//! The closed algebra of property kinds
//!
//! Every kind knows how to describe itself, strictly check a value and
//! coerce a value through the `accepts` rules of its children.

use super::color;
use super::dataspec::DataSpecKind;
use super::property_type::PropertyType;
use super::temporal;
use crate::errors::ValidationError;
use crate::model::ModelClass;
use crate::value::Value;
use chrono::TimeDelta;
use regex::Regex;
use std::sync::LazyLock;

/// Named line dash patterns and their on/off lengths in pixels
pub const DASH_PATTERNS: &[(&str, &[i64])] = &[
    ("solid", &[]),
    ("dashed", &[6]),
    ("dotted", &[2, 4]),
    ("dotdash", &[2, 4, 6, 4]),
    ("dashdot", &[6, 4, 2, 4]),
];

static DASH_LENGTHS: LazyLock<Regex> =
    LazyLock::new(|| Regex::new(r"^(\d+(\s+\d+)*)?$").expect("valid dash pattern regex"));

fn dash_lengths(value: &Value) -> Option<Vec<i64>> {
    match value {
        Value::String(s) => match DASH_PATTERNS.iter().find(|(name, _)| *name == s.as_str()) {
            Some((_, lengths)) => Some(lengths.to_vec()),
            None if DASH_LENGTHS.is_match(s) => {
                s.split_whitespace().map(|n| n.parse().ok()).collect()
            }
            None => None,
        },
        Value::List(items) => items.iter().map(Value::as_i64).collect(),
        _ => None,
    }
}

/// Position on a common millisecond axis, for ordering bounds
fn axis_ms(value: &Value) -> Option<f64> {
    match value {
        Value::Int(_) | Value::Float(_) => value.as_f64(),
        Value::Datetime(dt) => Some(temporal::datetime_to_ms(dt)),
        Value::Date(d) => d.and_hms_opt(0, 0, 0).map(|dt| temporal::datetime_to_ms(&dt)),
        Value::TimeDelta(td) => Some(temporal::timedelta_to_ms(td)),
        _ => None,
    }
}

/// Named field of a struct kind
#[derive(Clone, Debug)]
pub struct StructField {
    pub name: String,
    pub ty: PropertyType,
    pub optional: bool,
}

#[derive(Clone)]
pub enum Kind {
    Any,
    Auto,
    Null,
    Bool,
    Int,
    Float,
    Complex,
    Bytes,
    String,
    Date,
    Datetime,
    TimeDelta,
    Json,
    Color,
    NonNegative(Box<PropertyType>),
    Positive(Box<PropertyType>),
    Interval {
        base: Box<PropertyType>,
        start: f64,
        end: f64,
    },
    Enum(Vec<String>),
    Regex(Regex),
    NonEmpty(Box<PropertyType>),
    Tuple(Vec<PropertyType>),
    Seq(Box<PropertyType>),
    Set(Box<PropertyType>),
    Dict {
        key: Box<PropertyType>,
        value: Box<PropertyType>,
    },
    RestrictedDict {
        key: Box<PropertyType>,
        value: Box<PropertyType>,
        disallow: Vec<String>,
    },
    Struct(Vec<StructField>),
    Either(Vec<PropertyType>),
    Nullable(Box<PropertyType>),
    /// Inner type with null excluded and no default
    NonNullable(Box<PropertyType>),
    /// Accepts no value at all
    Nothing,
    /// `auto` or a `(min, max)` pair where a given min is below a given max
    MinMaxBounds(Box<PropertyType>),
    /// Named pattern, space separated lengths or a list of lengths
    DashPattern,
    Instance(&'static ModelClass),
    DataSpec(DataSpecKind),
}

fn join(types: &[PropertyType]) -> String {
    types
        .iter()
        .map(PropertyType::describe)
        .collect::<Vec<_>>()
        .join(", ")
}

fn item_detail(index: usize, err: &ValidationError) -> String {
    format!("item {}: {}", index, err)
}
use super::graph::collect_models;
use super::issues::{Issue, Severity, ValidationIssues};
use crate::core_types::schema;
use crate::model::ModelRef;
use crate::{log_op_end, log_op_start};
use serde::Deserialize;
use std::collections::HashSet;
use std::time::Instant;

/// Which integrity checks run
#[derive(Debug, Clone, Copy, PartialEq, Eq, Default, Deserialize)]
#[serde(rename_all = "lowercase")]
pub enum ValidationLevel {
    None,
    Errors,
    #[default]
    All,
}

#[derive(Debug, Clone, Default, PartialEq)]
pub struct ValidatorConfig {
    pub level: ValidationLevel,
    /// Warning codes that are not reported
    pub silenced: HashSet<u16>,
}

impl ValidatorConfig {
    pub fn new(level: ValidationLevel) -> Self {
        Self {
            level,
            silenced: HashSet::new(),
        }
    }

    pub fn silence(mut self, code: u16) -> Self {
        self.silenced.insert(code);
        self
    }

    fn runs(&self, severity: Severity, code: u16) -> bool {
        match (self.level, severity) {
            (ValidationLevel::None, _) => false,
            (_, Severity::Error) => true,
            (ValidationLevel::Errors, Severity::Warning) => false,
            (ValidationLevel::All, Severity::Warning) => !self.silenced.contains(&code),
        }
    }
}

/// Run the registered checks of every model in `models`
///
/// A check that fails (returns `Err`) contributes no issue; the run
/// continues with the next check.
pub fn check_integrity(models: &[ModelRef], config: &ValidatorConfig) -> ValidationIssues {
    let mut issues = ValidationIssues::default();
    if config.level == ValidationLevel::None {
        return issues;
    }

    for model in models {
        let checks = match model.class().checks() {
            Ok(checks) => checks,
            Err(err) => {
                tracing::debug!(
                    component = module_path!(),
                    op = "check_integrity",
                    model_class = model.class().name(),
                    error = %err,
                    "skipping model whose class failed to resolve"
                );
                continue;
            }
        };
        for check in checks {
            if !config.runs(check.code.severity, check.code.code) {
                continue;
            }
            match (check.run)(model) {
                Ok(Some(extra)) => issues.push(Issue::new(check.code, model, extra)),
                Ok(None) => {}
                Err(err) => tracing::debug!(
                    component = module_path!(),
                    op = "check_integrity",
                    model_id = %model.id(),
                    check = check.name,
                    error = %err,
                    "check failed; no issue recorded"
                ),
            }
        }
    }
    issues
}

/// Log every issue: errors at ERROR, warnings at WARN
pub fn process_validation_issues(issues: &ValidationIssues) {
    for issue in &issues.errors {
        tracing::error!(
            component = module_path!(),
            op = "check_integrity",
            event = schema::EVENT_ISSUE,
            issue.code = issue.code.code,
            issue.name = issue.code.name,
            issue.extra = %issue.extra,
            model_id = %issue.model_id,
            "{}",
            issue
        );
    }
    for issue in &issues.warnings {
        tracing::warn!(
            component = module_path!(),
            op = "check_integrity",
            event = schema::EVENT_ISSUE,
            issue.code = issue.code.code,
            issue.name = issue.code.name,
            issue.extra = %issue.extra,
            model_id = %issue.model_id,
            "{}",
            issue
        );
    }
}

/// Runs integrity checks over model graphs
#[derive(Debug, Clone, Default)]
pub struct Validator {
    config: ValidatorConfig,
}

impl Validator {
    pub fn new(config: ValidatorConfig) -> Self {
        Self { config }
    }

    pub fn config(&self) -> &ValidatorConfig {
        &self.config
    }

    /// Check every model reachable from `roots`, log and return the issues
    pub fn check(&self, roots: &[ModelRef]) -> ValidationIssues {
        let start = Instant::now();
        log_op_start!("check_integrity", root_count = roots.len());

        let models = collect_models(roots);
        let issues = check_integrity(&models, &self.config);
        process_validation_issues(&issues);

        log_op_end!(
            "check_integrity",
            since = start,
            model_count = models.len(),
            error_count = issues.errors.len(),
            warning_count = issues.warnings.len()
        );
        issues
    }
}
■ ■ ■ ■ ■ ■ ■
* _Try it_: Transcribe the records above exactly as they appear.

* _Task output_:
//! The closed algebra of property kinds
//!
//! Every kind knows how to describe itself, strictly check a value and
//! coerce a value through the `accepts` rules of its children.

use super::color;
use super::dataspec::DataSpecKind;
use super::property_type::PropertyType;
use super::temporal;
use crate::errors::ValidationError;
use crate::model::ModelClass;
use crate::value::Value;
use chrono::TimeDelta;
use regex::Regex;
use std::sync::LazyLock;

/// Named line dash patterns and their on/off lengths in pixels
pub const DASH_PATTERNS: &[(&str, &[i64])] = &[
    ("solid", &[]),
    ("dashed", &[6]),
    ("dotted", &[2, 4]),
    ("dotdash", &[2, 4, 6, 4]),
    ("dashdot", &[6, 4, 2, 4]),
];

static DASH_LENGTHS: LazyLock<Regex> =
    LazyLock::new(|| Regex::new(r"^(\d+(\s+\d+)*)?$").expect("valid dash pattern regex"));

fn dash_lengths(value: &Value) -> Option<Vec<i64>> {
    match value {
        Value::String(s) => match DASH_PATTERNS.iter().find(|(name, _)| *name == s.as_str()) {
            Some((_, lengths)) => Some(lengths.to_vec()),
            None if DASH_LENGTHS.is_match(s) => {
                s.split_whitespace().map(|n| n.parse().ok()).collect()
            }
            None => None,
        },
        Value::List(items) => items.iter().map(Value::as_i64).collect(),
        _ => None,
    }
}

/// Position on a common millisecond axis, for ordering bounds
fn axis_ms(value: &Value) -> Option<f64> {
    match value {
        Value::Int(_) | Value::Float(_) => value.as_f64(),
        Value::Datetime(dt) => Some(temporal::datetime_to_ms(dt)),
        Value::Date(d) => d.and_hms_opt(0, 0, 0).map(|dt| temporal::datetime_to_ms(&dt)),
        Value::TimeDelta(td) => Some(temporal::timedelta_to_ms(td)),
        _ => None,
    }
}

/// Named field of a struct kind
#[derive(Clone, Debug)]
pub struct StructField {
    pub name: String,
    pub ty: PropertyType,
    pub optional: bool,
}

#[derive(Clone)]
pub enum Kind {
    Any,
    Auto,
    Null,
    Bool,
    Int,
    Float,
    Complex,
    Bytes,
    String,
    Date,
    Datetime,
    TimeDelta,
    Json,
    Color,
    NonNegative(Box<PropertyType>),
    Positive(Box<PropertyType>),
    Interval {
        base: Box<PropertyType>,
        start: f64,
        end: f64,
    },
    Enum(Vec<String>),
    Regex(Regex),
    NonEmpty(Box<PropertyType>),
    Tuple(Vec<PropertyType>),
    Seq(Box<PropertyType>),
    Set(Box<PropertyType>),
    Dict {
        key: Box<PropertyType>,
        value: Box<PropertyType>,
    },
    RestrictedDict {
        key: Box<PropertyType>,
        value: Box<PropertyType>,
        disallow: Vec<String>,
    },
    Struct(Vec<StructField>),
    Either(Vec<PropertyType>),
    Nullable(Box<PropertyType>),
    /// Inner type with null excluded and no default
    NonNullable(Box<PropertyType>),
    /// Accepts no value at all
    Nothing,
    /// `auto` or a `(min, max)` pair where a given min is below a given max
    MinMaxBounds(Box<PropertyType>),
    /// Named pattern, space separated lengths or a list of lengths
    DashPattern,
    Instance(&'static ModelClass),
    DataSpec(DataSpecKind),
}

fn join(types: &[PropertyType]) -> String {
    types
        .iter()
        .map(PropertyType::describe)
        .collect::<Vec<_>>()
        .join(", ")
}

fn item_detail(index: usize, err: &ValidationError) -> String {
    format!("item {}: {}", index, err)
}
use super::graph::collect_models;
use super::issues::{Issue, Severity, ValidationIssues};
use crate::core_types::schema;
use crate::model::ModelRef;
use crate::{log_op_end, log_op_start};
use serde::Deserialize;
use std::collections::HashSet;
use std::time::Instant;

/// Which integrity checks run
#[derive(Debug, Clone, Copy, PartialEq, Eq, Default, Deserialize)]
#[serde(rename_all = "lowercase")]
pub enum ValidationLevel {
    None,
    Errors,
    #[default]
    All,
}

#[derive(Debug, Clone, Default, PartialEq)]
pub struct ValidatorConfig {
    pub level: ValidationLevel,
    /// Warning codes that are not reported
    pub silenced: HashSet<u16>,
}

impl ValidatorConfig {
    pub fn new(level: ValidationLevel) -> Self {
        Self {
            level,
            silenced: HashSet::new(),
        }
    }

    pub fn silence(mut self, code: u16) -> Self {
        self.silenced.insert(code);
        self
    }

    fn runs(&self, severity: Severity, code: u16) -> bool {
        match (self.level, severity) {
            (ValidationLevel::None, _) => false,
            (_, Severity::Error) => true,
            (ValidationLevel::Errors, Severity::Warning) => false,
            (ValidationLevel::All, Severity::Warning) => !self.silenced.contains(&code),
        }
    }
}

/// Run the registered checks of every model in `models`
///
/// A check that fails (returns `Err`) contributes no issue; the run
/// continues with the next check.
pub fn check_integrity(models: &[ModelRef], config: &ValidatorConfig) -> ValidationIssues {
    let mut issues = ValidationIssues::default();
    if config.level == ValidationLevel::None {
        return issues;
    }

    for model in models {
        let checks = match model.class().checks() {
            Ok(checks) => checks,
            Err(err) => {
                tracing::debug!(
                    component = module_path!(),
                    op = "check_integrity",
                    model_class = model.class().name(),
                    error = %err,
                    "skipping model whose class failed to resolve"
                );
                continue;
            }
        };
        for check in checks {
            if !config.runs(check.code.severity, check.code.code) {
                continue;
            }
            match (check.run)(model) {
                Ok(Some(extra)) => issues.push(Issue::new(check.code, model, extra)),
                Ok(None) => {}
                Err(err) => tracing::debug!(
                    component = module_path!(),
                    op = "check_integrity",
                    model_id = %model.id(),
                    check = check.name,
                    error = %err,
                    "check failed; no issue recorded"
                ),
            }
        }
    }
    issues
}

/// Log every issue: errors at ERROR, warnings at WARN
pub fn process_validation_issues(issues: &ValidationIssues) {
    for issue in &issues.errors {
        tracing::error!(
            component = module_path!(),
            op = "check_integrity",
            event = schema::EVENT_ISSUE,
            issue.code = issue.code.code,
            issue.name = issue.code.name,
            issue.extra = %issue.extra,
            model_id = %issue.model_id,
            "{}",
            issue
        );
    }
    for issue in &issues.warnings {
        tracing::warn!(
            component = module_path!(),
            op = "check_integrity",
            event = schema::EVENT_ISSUE,
            issue.code = issue.code.code,
            issue.name = issue.code.name,
            issue.extra = %issue.extra,
            model_id = %issue.model_id,
            "{}",
            issue
        );
    }
}

/// Runs integrity checks over model graphs
#[derive(Debug, Clone, Default)]
pub struct Validator {
    config: ValidatorConfig,
}

impl Validator {
    pub fn new(config: ValidatorConfig) -> Self {
        Self { config }
    }

    pub fn config(&self) -> &ValidatorConfig {
        &self.config
    }

    /// Check every model reachable from `roots`, log and return the issues
    pub fn check(&self, roots: &[ModelRef]) -> ValidationIssues {
        let start = Instant::now();
        log_op_start!("check_integrity", root_count = roots.len());

        let models = collect_models(roots);
        let issues = check_integrity(&models, &self.config);
        process_validation_issues(&issues);

        log_op_end!(
            "check_integrity",
            since = start,
            model_count = models.len(),
            error_count = issues.errors.len(),
            warning_count = issues.warnings.len()
        );
        issues
    }
}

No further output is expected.